Israel's "aggression on Baalbek or any other region will not remain unanswered, and the resistance will respond in the appropriate manner," he added.
This is a Lebanese lawmaker who is openly speaking on behalf of an Iranian militia that acts against Lebanese interests. He is inciting the country he supposedly represents into a war that no one in Lebanon wants.
The pattern on the Israel-Lebanese border has been consistent since October 7. Hezbollah started firing, and Israel responded proportionately. Israel wants to deter Hezbollah from attacking, so it is aiming at major Hezbollah members. Hezbollah does not want to appear weak so it responds in its own ever-increasing ways.
Hezbollah's main motivation in its attacks is not to achieve military goals . It is not support for "Gaza." At this time, Hezbollah's motivation is honor: it absolutely does not want to be seen as capitulating to Israeli force.
Hezbollah's deputy leader Sheikh Naim Qassem said yesterday , "If the Israelis go too far, we will retaliate more. All what we have used until now in the fighting is the minimum of what we own."
This is the honor/shame mindset, and it is more powerful than all other considerations.
Yet Israel cannot allow Hezbollah escalations to go unpunished which would be interpreted as its own weakness and invite more aggression. Which means that war is inevitable: each side's responses and counter-responses are calibrated but ever-increasing based on their own calculus of what is a proportional and effective response, which may be and often is interpreted by the other side differently.
The only way to stop this very real cycle of violence is to find a motive for Hezbollah to want to de-escalate and still fit into the honor/shame paradigm.

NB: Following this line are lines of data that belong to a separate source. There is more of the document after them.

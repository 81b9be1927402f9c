//! Bounded traversal over the sub-user edge set. Trees are assembled from
//! one flat query per group; depth is enforced by the traversal itself,
//! never by recursive queries.

use crate::db::model::SubUser;
use crate::db::operations::models::FlatSubUser;
use crate::db::operations::models::MemberNode;
use crate::db::types::RoleType;
use std::collections::HashMap;
use std::collections::HashSet;
use std::collections::VecDeque;
use uuid::Uuid;

#[derive(Clone, Debug)]
pub struct NodeInfo {
    pub name: String,
    pub email: String,
}

fn info_for<'a>(users: &'a HashMap<Uuid, NodeInfo>, user_uuid: &Uuid) -> (&'a str, &'a str) {
    users
        .get(user_uuid)
        .map(|i| (i.name.as_str(), i.email.as_str()))
        .unwrap_or(("", ""))
}

/// Breadth-first expansion of the delegation tree rooted at `root_uuid`.
/// Nodes deeper than `max_depth` levels below the root are cut off.
pub fn build_subtree(
    root_uuid: Uuid,
    root_role: RoleType,
    root_level: i32,
    edges: &[SubUser],
    users: &HashMap<Uuid, NodeInfo>,
    max_depth: u32,
) -> MemberNode {
    let mut children: HashMap<Uuid, Vec<&SubUser>> = HashMap::new();
    for edge in edges {
        if edge.parent_uuid != edge.user_uuid {
            children.entry(edge.parent_uuid).or_default().push(edge);
        }
    }

    let (name, email) = info_for(users, &root_uuid);
    let mut nodes: HashMap<Uuid, MemberNode> = HashMap::new();
    nodes.insert(
        root_uuid,
        MemberNode {
            user_uuid: root_uuid,
            name: name.to_owned(),
            email: email.to_owned(),
            role: root_role,
            level: root_level,
            sub_users: Vec::new(),
        },
    );

    let mut visited: HashSet<Uuid> = HashSet::new();
    visited.insert(root_uuid);
    let mut parents: Vec<(Uuid, Uuid)> = Vec::new();
    let mut queue: VecDeque<(Uuid, u32)> = VecDeque::new();
    queue.push_back((root_uuid, 0));

    while let Some((user_uuid, depth)) = queue.pop_front() {
        if depth >= max_depth {
            continue;
        }
        for edge in children.get(&user_uuid).map(|c| c.as_slice()).unwrap_or(&[]) {
            if !visited.insert(edge.user_uuid) {
                continue;
            }
            let (name, email) = info_for(users, &edge.user_uuid);
            nodes.insert(
                edge.user_uuid,
                MemberNode {
                    user_uuid: edge.user_uuid,
                    name: name.to_owned(),
                    email: email.to_owned(),
                    role: edge.role,
                    level: edge.level,
                    sub_users: Vec::new(),
                },
            );
            parents.push((edge.user_uuid, user_uuid));
            queue.push_back((edge.user_uuid, depth + 1));
        }
    }

    // Deepest nodes first, so every child is complete before it moves
    // into its parent.
    for (child, parent) in parents.into_iter().rev() {
        if let Some(node) = nodes.remove(&child) {
            if let Some(parent_node) = nodes.get_mut(&parent) {
                parent_node.sub_users.insert(0, node);
            }
        }
    }

    nodes.remove(&root_uuid).unwrap_or_else(|| MemberNode {
        user_uuid: root_uuid,
        name: String::new(),
        email: String::new(),
        role: root_role,
        level: root_level,
        sub_users: Vec::new(),
    })
}

/// Flattens the subtree rooted at `root_uuid` (the root included) in
/// breadth-first order, bounded by `max_depth`.
pub fn flatten_subtree(
    root_uuid: Uuid,
    root_parent_uuid: Uuid,
    root_level: i32,
    edges: &[SubUser],
    users: &HashMap<Uuid, NodeInfo>,
    max_depth: u32,
) -> Vec<FlatSubUser> {
    let mut children: HashMap<Uuid, Vec<&SubUser>> = HashMap::new();
    for edge in edges {
        if edge.parent_uuid != edge.user_uuid {
            children.entry(edge.parent_uuid).or_default().push(edge);
        }
    }

    let (name, email) = info_for(users, &root_uuid);
    let mut flat = vec![FlatSubUser {
        user_uuid: root_uuid,
        name: name.to_owned(),
        email: email.to_owned(),
        parent_uuid: root_parent_uuid,
        level: root_level,
    }];

    let mut visited: HashSet<Uuid> = HashSet::new();
    visited.insert(root_uuid);
    let mut queue: VecDeque<(Uuid, u32)> = VecDeque::new();
    queue.push_back((root_uuid, 0));

    while let Some((user_uuid, depth)) = queue.pop_front() {
        if depth >= max_depth {
            continue;
        }
        for edge in children.get(&user_uuid).map(|c| c.as_slice()).unwrap_or(&[]) {
            if !visited.insert(edge.user_uuid) {
                continue;
            }
            let (name, email) = info_for(users, &edge.user_uuid);
            flat.push(FlatSubUser {
                user_uuid: edge.user_uuid,
                name: name.to_owned(),
                email: email.to_owned(),
                parent_uuid: edge.parent_uuid,
                level: edge.level,
            });
            queue.push_back((edge.user_uuid, depth + 1));
        }
    }

    flat
}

Clearly the Lebanese government is too weak, fractured and dysfunctional to be able to do anything. After all, an MP openly supporting a non-state army's aggression should result in a censure at least for any self-respecting government. The Lebanese government has long ago surrendered to Hezbollah.
But the Lebanese people have not. Most of them oppose Hezbollah and do not want to be dragged into war. Hezbollah is sensitive to Lebanese public opinion, because it claims to be acting on Lebanon's behalf.
If the Lebanese start a protest movement against Hezbollah, with rallies and demonstrations that receive decent publicity, that would shame Hezbollah more than not responding to Israeli attacks would.
No one can change the honor/shame mindset, but people can use it wisely to influence its adherents. A large patriotic pro-Lebanon, anti-Hezbollah protest movement would influence Hezbollah far more than Israeli assassinations of their leaders does. It would show that Hezbollah is lying in its pretense to be "defending Lebanon." It would give Hezbollah a tree to climb down on; giving it an excuse to ramp down its retaliations by saying that it wants to do what is best for Lebanon and its people.
There are still much bigger issues around Hezbollah that need to be addressed. But right now, the only way to avoid a truly devastating war would be for ordinary Lebanese people to start a grassroots and purely domestic protest movement.